走幅跳は6回の跳躍で、誰が一番遠くに跳べたかを競います。1cmで勝敗が決まったり、逆転に次ぐ逆転で順位が入れ替わったり、誰かが圧勝したり。試合が始まってみないとどんな展開になるかわかりません。

そこで最高のパフォーマンスを発揮できるように、数週間、数ヶ月、数年をかけて準備します。そして試合当日、一番緊張する瞬間は...

朝ベッドから下りた1歩目です。

もちろん試合でも緊張します。助走を開始するとき、脚が震えるほど緊張するときもあります。ただ、ピットに立った時には、「あとはやるだけ、さぁいくぞ。」という気持ちなので、迷いや不安は消えていることが多いです。
しかし、朝起きたときの1歩目は、10年以上競技をやっていても慣れません。なぜなら、その1歩目でだいたいの調子がわかってしまうからです。「今日はバネがあるな」、「スッと腰が乗っているな」、「今日は身体が重いな」など。それは試合に限らずトレーニングの日も同じですが、特に試合の日は敏感になっているのか、それを強く感じます。

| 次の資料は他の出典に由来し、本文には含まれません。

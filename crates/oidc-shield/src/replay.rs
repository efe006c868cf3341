//! Temporal replay caches for nonces and authorization codes
//!
//! Each cache maps a `(client, value)` key to the time it was first seen. A
//! second insertion of the same key while the first is still within its TTL
//! is the replay signal. Expired entries are swept on the insertion path, so
//! there is no background task and the cache size stays bounded by the
//! insertion rate times the TTL.
//!
//! [`ReplayStore`] is the seam for multi-instance deployments: an external
//! store must implement `check_and_insert` as one atomic set-if-absent
//! operation, otherwise two racing replays could both observe "not present".

use std::collections::HashMap;
use std::fmt::Debug;

use async_trait::async_trait;
use chrono::{DateTime, Duration, Utc};
use parking_lot::Mutex;
use tracing::trace;

use crate::error::ShieldResult;

/// Outcome of recording a value
#[derive(Debug, Clone, Copy, PartialEq, Eq)]
pub enum ReplayCheck {
    /// First use within the TTL; the value is now recorded
    Fresh,
    /// Already recorded; carries the time of first use
    Replayed {
        /// When the value was first recorded
        first_seen: DateTime<Utc>,
    },
}

impl ReplayCheck {
    /// Whether this was a replay
    pub fn is_replay(&self) -> bool {
        matches!(self, ReplayCheck::Replayed { .. })
    }
}

/// Store tracking one-time values
#[async_trait]
pub trait ReplayStore: Send + Sync + Debug {
    /// Atomically record `key` unless it is already live
    async fn check_and_insert(&self, key: &str, now: DateTime<Utc>) -> ShieldResult<ReplayCheck>;

    /// Number of entries currently held
    async fn len(&self) -> ShieldResult<usize>;

    /// Drop every entry, returning how many were removed
    async fn clear(&self) -> ShieldResult<usize>;
}

/// Build a cache key that cannot collide across clients
///
/// The client segment is length-prefixed, so `("a:b", "c")` and `("a", "b:c")`
/// map to different keys.
pub fn replay_key(client_id: &str, value: &str) -> String {
    format!("{}:{}:{}", client_id.len(), client_id, value)
}

/// In-memory replay cache
#[derive(Debug)]
pub struct MemoryReplayCache {
    /// Label used in traces ("nonce", "code")
    name: &'static str,
    /// Key -> first-seen time
    entries: Mutex<HashMap<String, DateTime<Utc>>>,
    /// Minimum lifetime of an entry
    ttl: Duration,
}

impl MemoryReplayCache {
    /// Create a cache whose entries live for `ttl`
    pub fn new(name: &'static str, ttl: Duration) -> Self {
        Self {
            name,
            entries: Mutex::new(HashMap::new()),
            ttl,
        }
    }
}

#[async_trait]
impl ReplayStore for MemoryReplayCache {
    async fn check_and_insert(&self, key: &str, now: DateTime<Utc>) -> ShieldResult<ReplayCheck> {
        let mut entries = self.entries.lock();

        if let Some(&first_seen) = entries.get(key) {
            if now - first_seen < self.ttl {
                return Ok(ReplayCheck::Replayed { first_seen });
            }
        }

        entries.insert(key.to_string(), now);

        let before = entries.len();
        let ttl = self.ttl;
        entries.retain(|_, &mut first_seen| now - first_seen < ttl);
        let swept = before - entries.len();
        if swept > 0 {
            trace!(cache = self.name, swept, remaining = entries.len(), "Swept expired replay entries");
        }

        Ok(ReplayCheck::Fresh)
    }

    async fn len(&self) -> ShieldResult<usize> {
        Ok(self.entries.lock().len())
    }

    async fn clear(&self) -> ShieldResult<usize> {
        let mut entries = self.entries.lock();
        let removed = entries.len();
        entries.clear();
        Ok(removed)
    }
}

調子が良くあってほしい、痛いところもありませんように…と思うと、1歩目をつくのが少し怖くなったりもします。時々起きるのをためらって、布団の中でモジモジしたり、おや?と思ったときは、「気のせい気のせい」と思って、もう一度布団からやり直したりすることもあります。そんな自分に面倒くさいなぁと思うこともありますが...

起きてしまえば、あとは試合までの残りの時間で、少しでも良い状態で臨めるように準備をしていくだけです。食事やウォーミングアップ、心のもっていき方など、引き出しを多く持っていると臨機応変に対応できるので、日々のトレーニングや生活で試したり、勉強したりして、自分に合う方法を見つけています。

試合当日の朝、「きっと今頃、中野は布団の中でモジモジしているんだろうなぁ」と思い出してみてください。私は緊張の朝を乗り越え、最高の準備をして、ピットに向かいます。